Domestic Gasoline Market Share Undergoes Perceptible Shift
[Asia Economy Reporter Oh Hyung-gil] Hyundai Oilbank, long known as the perennial last-place finisher, has caught up with the 'second place' GS Caltex.
The domestic fuel retail market share, which has been firmly maintained under a 'four-company system' for decades, is changing. As the decline of internal combustion engine vehicles due to carbon neutrality leads to changes in the fuel retail business, refiners are also altering their strategies for the fuel retail sector.
According to the Korea National Oil Corporation and others on the 30th, Hyundai Oilbank is expected to surpass GS Caltex and rise to third place in the domestic diesel market for the first time ever this year.
As of the end of the third quarter, Hyundai Oilbank's market share was 23.1%, breaking through the 'magic wall' of 21% for the first time in seven years since 2016 (21.8%). Meanwhile, GS Caltex's share stood at 23.0%, down 0.4 percentage points from the end of the previous year.
SK Energy and S-Oil held first and second place with market shares of 28.8% and 23.6%, respectively. The refining industry expects this sales gap to continue until the end of the year. Following last year's overtaking of GS Caltex by S-Oil, another ranking change is becoming a foregone conclusion.
Hyundai Oilbank's market share reversal has been anticipated since its acquisition of SK Networks gas stations in 2020. Hyundai Oilbank formed a consortium with Koramco Asset Trust and acquired a total of 302 directly operated and leased gas stations owned by SK Networks. The total purchase price amounted to 300.1 billion KRW from Koramco Asset Trust, 965.2 billion KRW from Koramco Energy Plus Trust Management Real Estate Investment Company, and 66.8 billion KRW from Hyundai Oilbank.
As a result, the number of gas stations owned by each refiner changed significantly. As of the end of last year, SK had 3,042 gas stations, Hyundai Oilbank 2,446, GS Caltex 2,273, and S-Oil 2,171. If Hyundai Oilbank increases its owned gas stations through marketing and other efforts, there remains a possibility it could rise to second place.
Fueled by this growth, Hyundai Oilbank has emerged as a key subsidiary since its acquisition by the Hyundai Heavy Industries Group.
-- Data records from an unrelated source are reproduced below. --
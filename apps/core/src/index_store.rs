use std::sync::{Arc, RwLock};

use crate::model::SearchRecord;

/// Holds the current generation of search records. `replace` installs a new
/// generation as a single pointer swap; `snapshot` hands out the current one
/// without blocking refreshes in progress. Readers always see a complete
/// generation, never a mix of two.
pub struct IndexStore {
    generation: RwLock<Arc<Vec<SearchRecord>>>,
}

impl IndexStore {
    pub fn new() -> Self {
        Self {
            generation: RwLock::new(Arc::new(Vec::new())),
        }
    }

    pub fn replace(&self, records: Vec<SearchRecord>) {
        let next = Arc::new(records);
        // A poisoned lock only means a writer panicked mid-swap; the Arc
        // inside is still whole, so recover and keep serving.
        let mut guard = self
            .generation
            .write()
            .unwrap_or_else(|poisoned| poisoned.into_inner());
        *guard = next;
    }

    pub fn snapshot(&self) -> Arc<Vec<SearchRecord>> {
        self.generation
            .read()
            .unwrap_or_else(|poisoned| poisoned.into_inner())
            .clone()
    }

    pub fn len(&self) -> usize {
        self.snapshot().len()
    }

    pub fn is_empty(&self) -> bool {
        self.len() == 0
    }
}

impl Default for IndexStore {
    fn default() -> Self {
        Self::new()
    }
}
use std::io::{self, BufRead, Write};
use std::path::PathBuf;

use crate::config::{self, ConfigError};
use crate::core_service::{CoreService, ServiceError};
use crate::logging;
use crate::transport;

#[derive(Debug, Clone, Default, PartialEq, Eq)]
pub struct RuntimeOptions {
    pub config_path: Option<PathBuf>,
    pub once: bool,
}

#[derive(Debug)]
pub enum RuntimeError {
    Config(ConfigError),
    Service(ServiceError),
    Io(std::io::Error),
}

impl std::fmt::Display for RuntimeError {
    fn fmt(&self, f: &mut std::fmt::Formatter<'_>) -> std::fmt::Result {
        match self {
            Self::Config(error) => write!(f, "config error: {error}"),
            Self::Service(error) => write!(f, "service error: {error}"),
            Self::Io(error) => write!(f, "io error: {error}"),
        }
    }
}

impl std::error::Error for RuntimeError {}

impl From<ConfigError> for RuntimeError {
    fn from(value: ConfigError) -> Self {
        Self::Config(value)
    }
}

impl From<ServiceError> for RuntimeError {
    fn from(value: ServiceError) -> Self {
        Self::Service(value)
    }
}

pub fn parse_cli_args(args: &[String]) -> Result<RuntimeOptions, String> {
    let mut options = RuntimeOptions::default();
    let mut iter = args.iter();
    while let Some(arg) = iter.next() {
        match arg.as_str() {
            "--config" => {
                let value = iter
                    .next()
                    .ok_or_else(|| "--config requires a path".to_string())?;
                options.config_path = Some(PathBuf::from(value));
            }
            "--once" => options.once = true,
            other => return Err(format!("unknown argument '{other}'")),
        }
    }
    Ok(options)
}

/// Starts the service and serves the JSON contract line-by-line over
/// stdin/stdout for the host launcher. With `--once`, runs a single refresh
/// cycle and exits.
pub fn run_with_options(options: RuntimeOptions) -> Result<(), RuntimeError> {
    let config = config::load(options.config_path.as_deref())?;
    if !config.config_path.exists() {
        config::save(&config)?;
        println!(
            "[deckmark-core] wrote default config to {}",
            config.config_path.display()
        );
    }
    if let Err(error) = logging::init() {
        eprintln!("[deckmark-core] logging unavailable: {error}");
    }
    println!(
        "[deckmark-core] startup instance_url={} refresh_minutes={} page_limit={} config_path={}",
        config.instance_url,
        config.cache_length_minutes,
        config.page_limit,
        config.config_path.display(),
    );

    let mut service = CoreService::new(config)?;

    if options.once {
        let indexed = service.refresh_now();
        println!("[deckmark-core] indexed_items={indexed}");
        return Ok(());
    }

    service.start();
    serve_stdio(&service)
}

fn serve_stdio(service: &CoreService) -> Result<(), RuntimeError> {
    let stdin = io::stdin();
    let stdout = io::stdout();

    for line in stdin.lock().lines() {
        let line = line.map_err(RuntimeError::Io)?;
        if line.trim().is_empty() {
            continue;
        }
        let response = transport::handle_json(service, &line);
        let mut out = stdout.lock();
        writeln!(out, "{response}").map_err(RuntimeError::Io)?;
        out.flush().map_err(RuntimeError::Io)?;
    }

    Ok(())
}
In the third quarter, Hyundai Oilbank recorded sales of 10.2831 trillion KRW and operating profit of 702.2 billion KRW. Despite declines in refining margins and inventory valuation losses due to falling oil prices, operating profit increased by 305.6% compared to the same period last year, driving the performance of its holding company, HD Hyundai.
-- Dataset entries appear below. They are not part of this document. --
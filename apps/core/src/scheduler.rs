use std::sync::{Arc, Condvar, Mutex};
use std::thread::JoinHandle;
use std::time::{Duration, Instant};

use crate::index_store::IndexStore;
use crate::logging;
use crate::model::SearchRecord;
use crate::pager::Pager;
use crate::remote::BookmarkSource;

#[derive(Debug, Clone, Copy, PartialEq, Eq)]
pub enum ScheduleState {
    Idle,
    Running,
    Stopping,
    Stopped,
}

struct Signal {
    stop: Mutex<bool>,
    wake: Condvar,
}

/// Owns the background timer loop: one refresh cycle immediately on start,
/// then one per interval until stopped. Cancellation is cooperative — the
/// stop flag is checked between waits and cycles, never mid-request — and
/// `stop` joins the thread, so a stopped scheduler can be discarded without
/// a second loop racing on the same store. A scheduler runs at most once;
/// reconfiguration builds a replacement instead of restarting this one.
pub struct RefreshScheduler {
    source: Arc<dyn BookmarkSource>,
    store: Arc<IndexStore>,
    interval: Duration,
    page_limit: u64,
    signal: Arc<Signal>,
    state: Arc<Mutex<ScheduleState>>,
    handle: Option<JoinHandle<()>>,
}

impl RefreshScheduler {
    pub fn new(
        source: Arc<dyn BookmarkSource>,
        store: Arc<IndexStore>,
        interval: Duration,
        page_limit: u64,
    ) -> Self {
        Self {
            source,
            store,
            interval,
            page_limit,
            signal: Arc::new(Signal {
                stop: Mutex::new(false),
                wake: Condvar::new(),
            }),
            state: Arc::new(Mutex::new(ScheduleState::Idle)),
            handle: None,
        }
    }

    pub fn state(&self) -> ScheduleState {
        *lock_state(&self.state)
    }

    pub fn interval(&self) -> Duration {
        self.interval
    }

    pub fn start(&mut self) {
        {
            let mut state = lock_state(&self.state);
            if *state != ScheduleState::Idle {
                return;
            }
            *state = ScheduleState::Running;
        }

        let source = Arc::clone(&self.source);
        let store = Arc::clone(&self.store);
        let signal = Arc::clone(&self.signal);
        let state = Arc::clone(&self.state);
        let interval = self.interval;
        let page_limit = self.page_limit;

        self.handle = Some(std::thread::spawn(move || {
            run_refresh_cycle(source.as_ref(), &store, page_limit);
            loop {
                let stop = signal
                    .stop
                    .lock()
                    .unwrap_or_else(|poisoned| poisoned.into_inner());
                let (stop, _) = signal
                    .wake
                    .wait_timeout_while(stop, interval, |stop| !*stop)
                    .unwrap_or_else(|poisoned| poisoned.into_inner());
                if *stop {
                    break;
                }
                drop(stop);
                run_refresh_cycle(source.as_ref(), &store, page_limit);
            }
            *lock_state(&state) = ScheduleState::Stopped;
        }));
    }

    /// Idempotent. Signals the loop, then blocks until it has fully exited.
    pub fn stop(&mut self) {
        {
            let mut stop = self
                .signal
                .stop
                .lock()
                .unwrap_or_else(|poisoned| poisoned.into_inner());
            *stop = true;
        }
        {
            let mut state = lock_state(&self.state);
            if *state == ScheduleState::Running {
                *state = ScheduleState::Stopping;
            }
        }
        self.signal.wake.notify_all();

        if let Some(handle) = self.handle.take() {
            let _ = handle.join();
        }
        *lock_state(&self.state) = ScheduleState::Stopped;
    }

    /// Runs one cycle on the caller's thread, independent of the timer. May
    /// overlap a timer cycle; the store's atomic replace keeps that safe.
    pub fn refresh_now(&self) -> usize {
        run_refresh_cycle(self.source.as_ref(), &self.store, self.page_limit)
    }
}

impl Drop for RefreshScheduler {
    fn drop(&mut self) {
        self.stop();
    }
}

/// One full fetch-all, transform, replace pass. A page failure terminates
/// pagination early and the partial batch still replaces the generation:
/// freshness wins over completeness. Never fails — the timer loop must
/// outlive any bad cycle.
pub fn run_refresh_cycle(source: &dyn BookmarkSource, store: &IndexStore, page_limit: u64) -> usize {
    let start = Instant::now();
    let batch: Vec<SearchRecord> = Pager::new(source, page_limit)
        .map(|raw| SearchRecord::from_raw(&raw))
        .collect();
    let count = batch.len();
    store.replace(batch);
    logging::info(&format!(
        "indexed {count} bookmarks [{} ms]",
        start.elapsed().as_millis()
    ));
    count
}

fn lock_state(state: &Mutex<ScheduleState>) -> std::sync::MutexGuard<'_, ScheduleState> {
    state.lock().unwrap_or_else(|poisoned| poisoned.into_inner())
}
However, despite these strong results, Hyundai Oilbank recently withdrew its planned initial public offering (IPO) for this year due to a contraction in investment sentiment in the capital markets and undervaluation of the refining industry. Hyundai Oilbank plans to strengthen its portfolio in eco-friendly businesses such as blue hydrogen and white bio to secure a stable profit structure in the future.
Meanwhile, attention is drawn to GS Caltex, whose domestic market share is declining. GS Caltex is pursuing a business structure transformation by expanding its non-refining businesses. On the 11th, GS Caltex completed a petrochemical facility (MFC) with an investment of 2.7 trillion KRW, declaring its transformation into a 'comprehensive energy company' encompassing refining, petrochemicals, and eco-friendly energy.
An industry insider said, "With the spread of electric vehicles and the emergence of charging businesses, refiners are deeply reconsidering their existing fuel retail businesses," adding, "Market ranking changes in the domestic market will continue according to each company's strategy to efficiently combine fuel retail and charging businesses while maintaining the fuel retail business."